Bruxelas, Bélgica - A direção-geral da OMS (Organização Mundial da Saúde) voltou a pedir que os países adiem ao menos até o final de setembro reforços de vacinação contra Covid e disse que os dados conhecidos até agora justificam sua aplicação apenas em pacientes imunodeprimidos.

"Distribuir e administrar a primeira e a segunda doses em países com baixas taxas de vacinação continua sendo a prioridade", afirmou ontem a entidade à Folha, em resposta sobre a diferença de posição expressa na segunda por sua seção europeia.

O diretor regional da OMS na Europa, Hans Kluge, havia afirmado que "uma terceira dose da vacina não é um reforço de luxo retirado de alguém que ainda está esperando pela primeira injeção; é basicamente uma forma de manter os mais vulneráveis seguros".

Na semana passada, a vacinação de reforço foi descrita como um "erro técnico, moral e político" pelo diretor-geral da OMS, Tedros Ghebreyesus. Adotada no Brasil para idosos, ela também foi anunciada por mais de 30 países no mundo.

Segundo a direção-geral da agência da ONU, para pessoas em boa forma e saudáveis as terceiras doses são "um item de luxo" e impedem que se atinja a meta de vacinar ao menos 10% da população de cada país até o final de setembro.

"Quando os suprimentos globais são tão limitados, quando bilhões de pessoas ainda não receberam nenhuma dose, devemos nos concentrar em administrar a primeira e a segunda doses", diz a nota.

O pedido de adiamento das campanhas de reforço exclui "pessoas imunocomprometidas que não responderem suficientemente às suas doses iniciais ou não estiverem mais produzindo anticorpos", pois, de acordo com a OMS, "dados emergentes" mostram que, nesses casos, o reforço pode salvar vidas.

Também pode ser aberta uma exceção para países envolvidos no esforço global de fazer chegar imunizantes a outros países. " Se as terceiras doses são priorizadas para aqueles em maior risco, enquanto o acesso global às vacinas aumenta - como por meio de ampliação da produção e doação de doses para a Covax [consórcio que centraliza a compra e distribuição de imunizantes para mais de 100 países no mundo], então eles não devem ser vistos como privando outras pessoas de suas primeiras doses", afirma o comunicado da entidade.

Segundo a OMS, suas recomendações serão alteradas com base em estudos científicos. "Ainda estamos descobrindo mais sobre a duração e a força da proteção de diferentes produtos de vacinas em diferentes populações.
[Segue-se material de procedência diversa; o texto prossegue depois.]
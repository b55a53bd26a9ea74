//! Ingestion behaviour against in-memory job and statement stores.

use std::collections::HashMap;
use std::sync::{Arc, Mutex};

use async_trait::async_trait;
use axum::body::Body;
use axum::http::{Request, StatusCode};
use serde_json::{json, Value};
use tokio_test::{assert_err, assert_ok};
use tower::ServiceExt;

use finreel_firestore::{
    CreateOutcome, FirestoreError, FirestoreResult, JobStore, StatementRef, StatementStore,
};
use finreel_ingest::{create_router, IngestConfig, IngestFilter, IngestOutcome, Ingestor, StorageObjectEvent};
use finreel_models::{Job, JobId, JobStatus, StatementType};

// ============================================================================
// Fakes
// ============================================================================

#[derive(Default)]
struct MemoryJobs {
    jobs: Mutex<HashMap<JobId, Job>>,
    creates: Mutex<usize>,
    unavailable: bool,
}

impl MemoryJobs {
    fn all(&self) -> Vec<Job> {
        self.jobs.lock().unwrap().values().cloned().collect()
    }

    fn creates(&self) -> usize {
        *self.creates.lock().unwrap()
    }
}

#[async_trait]
impl JobStore for MemoryJobs {
    async fn create_if_absent(&self, job: &Job) -> FirestoreResult<CreateOutcome> {
        *self.creates.lock().unwrap() += 1;
        if self.unavailable {
            return Err(FirestoreError::from_http_status(503, "backend unavailable".to_string()));
        }
        let mut jobs = self.jobs.lock().unwrap();
        if jobs.contains_key(&job.id) {
            return Ok(CreateOutcome::AlreadyExists);
        }
        jobs.insert(job.id.clone(), job.clone());
        Ok(CreateOutcome::Created)
    }

    async fn get(&self, id: &JobId) -> FirestoreResult<Option<Job>> {
        Ok(self.jobs.lock().unwrap().get(id).cloned())
    }
}

#[derive(Default)]
struct MemoryStatements {
    by_path: HashMap<String, String>,
    lookups: Mutex<Vec<String>>,
    linked: Mutex<Vec<String>>,
    fail_link: bool,
}

impl MemoryStatements {
    fn with(file_path: &str, id: &str) -> Self {
        Self {
            by_path: HashMap::from([(file_path.to_string(), id.to_string())]),
            ..Self::default()
        }
    }

    fn linked(&self) -> Vec<String> {
        self.linked.lock().unwrap().clone()
    }

    fn lookups(&self) -> Vec<String> {
        self.lookups.lock().unwrap().clone()
    }
}

#[async_trait]
impl StatementStore for MemoryStatements {
    async fn find_by_file_path(&self, file_path: &str) -> FirestoreResult<Option<StatementRef>> {
        self.lookups.lock().unwrap().push(file_path.to_string());
        Ok(self.by_path.get(file_path).map(|id| StatementRef { id: id.clone() }))
    }

    async fn mark_job_linked(&self, statement: &StatementRef) -> FirestoreResult<()> {
        if self.fail_link {
            return Err(FirestoreError::from_http_status(500, "internal".to_string()));
        }
        self.linked.lock().unwrap().push(statement.id.clone());
        Ok(())
    }
}

const FILE_PATH: &str = "statements/acme/2024-03/original.pdf";

fn statement_event(metadata: Value) -> StorageObjectEvent {
    serde_json::from_value(json!({
        "bucket": "uploads",
        "name": FILE_PATH,
        "contentType": "application/pdf",
        "generation": "1711929600000000",
        "metadata": metadata
    }))
    .unwrap()
}

fn ingestor(jobs: &Arc<MemoryJobs>, statements: &Arc<MemoryStatements>) -> Ingestor {
    Ingestor::new(jobs.clone(), statements.clone(), IngestFilter::default())
}

// ============================================================================
// Ingestor
// ============================================================================

#[tokio::test]
async fn test_non_matching_events_are_ignored() {
    let jobs = Arc::new(MemoryJobs::default());
    let statements = Arc::new(MemoryStatements::default());
    let ingestor = ingestor(&jobs, &statements);

    let events = [
        json!({"bucket": "uploads", "name": "videos/acme/original.pdf", "contentType": "application/pdf"}),
        json!({"bucket": "uploads", "name": "statements/acme/notes.pdf", "contentType": "application/pdf"}),
        json!({"bucket": "uploads", "name": FILE_PATH, "contentType": "image/jpeg"}),
        json!({"bucket": "uploads", "name": FILE_PATH}),
        json!({"bucket": "uploads"}),
    ];

    for event in events {
        let event: StorageObjectEvent = serde_json::from_value(event).unwrap();
        let report = ingestor.handle(&event).await.unwrap();
        assert_eq!(report.outcome, IngestOutcome::Ignored);
        assert!(report.job_id.is_none());
    }

    assert_eq!(jobs.creates(), 0);
    assert!(statements.lookups().is_empty());
}

#[tokio::test]
async fn test_matching_event_creates_one_queued_job_with_defaults() {
    let jobs = Arc::new(MemoryJobs::default());
    let statements = Arc::new(MemoryStatements::default());

    let event = statement_event(json!({}));
    let report = assert_ok!(ingestor(&jobs, &statements).handle(&event).await);

    assert_eq!(report.outcome, IngestOutcome::Created);
    assert_eq!(report.job_id, Some(event.job_id()));
    assert!(report.linked_statement.is_none());

    let all = jobs.all();
    assert_eq!(all.len(), 1);
    let job = &all[0];
    assert_eq!(job.status, JobStatus::Queued);
    assert_eq!(job.file_path, FILE_PATH);
    assert_eq!(job.bucket, "uploads");
    assert_eq!(job.metadata.client_name, "Unknown Client");
    assert_eq!(job.metadata.statement_type, StatementType::Monthly);
    assert_eq!(job.metadata.period, "");
    assert_eq!(job.metadata.uploaded_by, "anon");
    assert_eq!(job.metadata.source, "ui");
    assert!(job.parse_result_path.is_none());
    assert!(job.kpis.is_none());
    assert!(job.scenes.is_none());
    assert!(job.output_video_path.is_none());
    assert!(job.error.is_none());

    // Lookup ran and found nothing; nothing was linked.
    assert_eq!(statements.lookups(), vec![FILE_PATH.to_string()]);
    assert!(statements.linked().is_empty());
}

#[tokio::test]
async fn test_metadata_is_carried_onto_the_job() {
    let jobs = Arc::new(MemoryJobs::default());
    let statements = Arc::new(MemoryStatements::default());

    let event = statement_event(json!({
        "clientName": "Acme Holdings",
        "statementType": "quarterly",
        "period": "2024-Q1",
        "uploadedBy": "uid-42",
        "source": "email"
    }));
    ingestor(&jobs, &statements).handle(&event).await.unwrap();

    let job = &jobs.all()[0];
    assert_eq!(job.metadata.client_name, "Acme Holdings");
    assert_eq!(job.metadata.statement_type, StatementType::Quarterly);
    assert_eq!(job.metadata.period, "2024-Q1");
    assert_eq!(job.metadata.uploaded_by, "uid-42");
    assert_eq!(job.metadata.source, "email");
}

#[tokio::test]
async fn test_unknown_statement_type_falls_back_to_monthly() {
    let jobs = Arc::new(MemoryJobs::default());
    let statements = Arc::new(MemoryStatements::default());

    let event = statement_event(json!({"statementType": "weekly"}));
    let report = ingestor(&jobs, &statements).handle(&event).await.unwrap();

    assert_eq!(report.outcome, IngestOutcome::Created);
    assert_eq!(jobs.all()[0].metadata.statement_type, StatementType::Monthly);
}

#[tokio::test]
async fn test_redelivery_does_not_create_second_job() {
    let jobs = Arc::new(MemoryJobs::default());
    let statements = Arc::new(MemoryStatements::with(FILE_PATH, "stmt-1"));
    let ingestor = ingestor(&jobs, &statements);
    let event = statement_event(json!({"clientName": "Acme"}));

    let first = ingestor.handle(&event).await.unwrap();
    let second = ingestor.handle(&event).await.unwrap();

    assert_eq!(first.outcome, IngestOutcome::Created);
    assert_eq!(second.outcome, IngestOutcome::Duplicate);
    assert_eq!(first.job_id, second.job_id);
    assert_eq!(jobs.all().len(), 1);

    // Linking is repeated; the update is idempotent.
    assert_eq!(statements.linked(), vec!["stmt-1".to_string(), "stmt-1".to_string()]);
}

#[tokio::test]
async fn test_new_generation_is_a_new_job() {
    let jobs = Arc::new(MemoryJobs::default());
    let statements = Arc::new(MemoryStatements::default());
    let ingestor = ingestor(&jobs, &statements);

    let mut event = statement_event(json!({}));
    ingestor.handle(&event).await.unwrap();
    event.generation = Some("1711929600000001".to_string());
    let report = ingestor.handle(&event).await.unwrap();

    assert_eq!(report.outcome, IngestOutcome::Created);
    assert_eq!(jobs.all().len(), 2);
}

#[tokio::test]
async fn test_matching_statement_is_linked() {
    let jobs = Arc::new(MemoryJobs::default());
    let statements = Arc::new(MemoryStatements::with(FILE_PATH, "stmt-9"));

    let report = ingestor(&jobs, &statements)
        .handle(&statement_event(json!({})))
        .await
        .unwrap();

    assert_eq!(report.linked_statement.as_deref(), Some("stmt-9"));
    assert_eq!(statements.linked(), vec!["stmt-9".to_string()]);
}

#[tokio::test]
async fn test_store_failure_propagates() {
    let jobs = Arc::new(MemoryJobs {
        unavailable: true,
        ..MemoryJobs::default()
    });
    let statements = Arc::new(MemoryStatements::with(FILE_PATH, "stmt-1"));

    let result = ingestor(&jobs, &statements).handle(&statement_event(json!({}))).await;

    assert_err!(result);
    assert!(statements.lookups().is_empty());
}

#[tokio::test]
async fn test_link_failure_propagates_after_create() {
    let jobs = Arc::new(MemoryJobs::default());
    let statements = Arc::new(MemoryStatements {
        fail_link: true,
        ..MemoryStatements::with(FILE_PATH, "stmt-1")
    });

    let result = ingestor(&jobs, &statements).handle(&statement_event(json!({}))).await;

    assert_err!(result);
    assert_eq!(jobs.all().len(), 1);
}

// ============================================================================
// HTTP receiver
// ============================================================================

async fn post(app: axum::Router, uri: &str, body: String) -> (StatusCode, Value) {
    let response = app
        .oneshot(
            Request::builder()
                .method("POST")
                .uri(uri)
                .header("content-type", "application/json")
                .header("ce-id", "evt-1")
                .header("ce-type", "google.cloud.storage.object.v1.finalized")
                .body(Body::from(body))
                .unwrap(),
        )
        .await
        .unwrap();

    let status = response.status();
    let bytes = axum::body::to_bytes(response.into_body(), usize::MAX).await.unwrap();
    (status, serde_json::from_slice(&bytes).unwrap_or(Value::Null))
}

fn router(jobs: &Arc<MemoryJobs>, statements: &Arc<MemoryStatements>) -> axum::Router {
    router_with(jobs, statements, &IngestConfig::default())
}

fn router_with(jobs: &Arc<MemoryJobs>, statements: &Arc<MemoryStatements>, config: &IngestConfig) -> axum::Router {
    create_router(Arc::new(ingestor(jobs, statements)), config, None)
}

#[tokio::test]
async fn test_receiver_creates_job() {
    let jobs = Arc::new(MemoryJobs::default());
    let statements = Arc::new(MemoryStatements::default());
    let event = statement_event(json!({}));

    let (status, body) = post(router(&jobs, &statements), "/", serde_json::to_string(&event).unwrap()).await;

    assert_eq!(status, StatusCode::OK);
    assert_eq!(body["outcome"], "created");
    assert_eq!(body["jobId"], event.job_id().as_str());
}

#[tokio::test]
async fn test_receiver_events_path_and_ignored_outcome() {
    let jobs = Arc::new(MemoryJobs::default());
    let statements = Arc::new(MemoryStatements::default());
    let body = json!({"bucket": "uploads", "name": "videos/final.mp4", "contentType": "video/mp4"});

    let (status, body) = post(router(&jobs, &statements), "/events", body.to_string()).await;

    assert_eq!(status, StatusCode::OK);
    assert_eq!(body, json!({"outcome": "ignored"}));
}

#[tokio::test]
async fn test_receiver_rejects_malformed_event() {
    let jobs = Arc::new(MemoryJobs::default());
    let statements = Arc::new(MemoryStatements::default());

    let (status, body) = post(router(&jobs, &statements), "/", "{\"bucket\": ".to_string()).await;

    assert_eq!(status, StatusCode::BAD_REQUEST);
    assert!(body["detail"].as_str().unwrap().starts_with("Malformed event"));
    assert_eq!(jobs.creates(), 0);
}

#[tokio::test]
async fn test_receiver_store_failure_is_server_error() {
    let jobs = Arc::new(MemoryJobs {
        unavailable: true,
        ..MemoryJobs::default()
    });
    let statements = Arc::new(MemoryStatements::default());
    let event = statement_event(json!({}));

    let (status, _) = post(router(&jobs, &statements), "/", serde_json::to_string(&event).unwrap()).await;

    assert_eq!(status, StatusCode::INTERNAL_SERVER_ERROR);
}

#[tokio::test]
async fn test_receiver_store_failure_detail_follows_environment() {
    let jobs = Arc::new(MemoryJobs {
        unavailable: true,
        ..MemoryJobs::default()
    });
    let statements = Arc::new(MemoryStatements::default());
    let event = serde_json::to_string(&statement_event(json!({}))).unwrap();

    let (_, body) = post(router(&jobs, &statements), "/", event.clone()).await;
    assert!(body["detail"].as_str().unwrap().contains("backend unavailable"));

    let production = IngestConfig {
        environment: "Production".to_string(),
        ..IngestConfig::default()
    };
    let (status, body) = post(router_with(&jobs, &statements, &production), "/", event).await;
    assert_eq!(status, StatusCode::INTERNAL_SERVER_ERROR);
    assert_eq!(body, json!({"detail": "Internal server error"}));

    let (status, body) = post(router_with(&jobs, &statements, &production), "/", "{".to_string()).await;
    assert_eq!(status, StatusCode::BAD_REQUEST);
    assert!(body["detail"].as_str().unwrap().starts_with("Malformed event"));
}

#[tokio::test]
async fn test_receiver_healthz() {
    let jobs = Arc::new(MemoryJobs::default());
    let statements = Arc::new(MemoryStatements::default());

    let response = router(&jobs, &statements)
        .oneshot(Request::builder().uri("/healthz").body(Body::empty()).unwrap())
        .await
        .unwrap();
    assert_eq!(response.status(), StatusCode::OK);
}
Também não sabemos a segurança da administração de doses além do número administrado em ensaios clínicos."

Na segunda, Kluge reconheceu que não há evidências conclusivas, mas afirmou que a melhor forma de lidar com isso em política pública é comunicar de forma transparente que ainda faltam dados, indicar quais os riscos e benefícios e não adotar a vacinação como a única arma contra a pandemia.

Medidas como testes em grande escala, combate a aglomerações e uso de máscaras quando o distanciamento não é possível devem ser mantidas, mesmo com vacinação abundante e adoção de reforço, disse o diretor regional da OMS/Europa.

De acordo com a seção europeia, as decisões sobre as doses de reforço devem ser tomadas de acordo com o contexto de cada país, levando em conta a situação epidemiológica, o avanço da campanha de vacinação e a disponibilidade de vacinas.

Como exemplo, em um local em que a grande maioria da população esteja completamente imunizada, o número de casos entre vulneráveis esteja crescendo e haja vacinas disponíveis para todos, a terceira dose pode ser recomendada.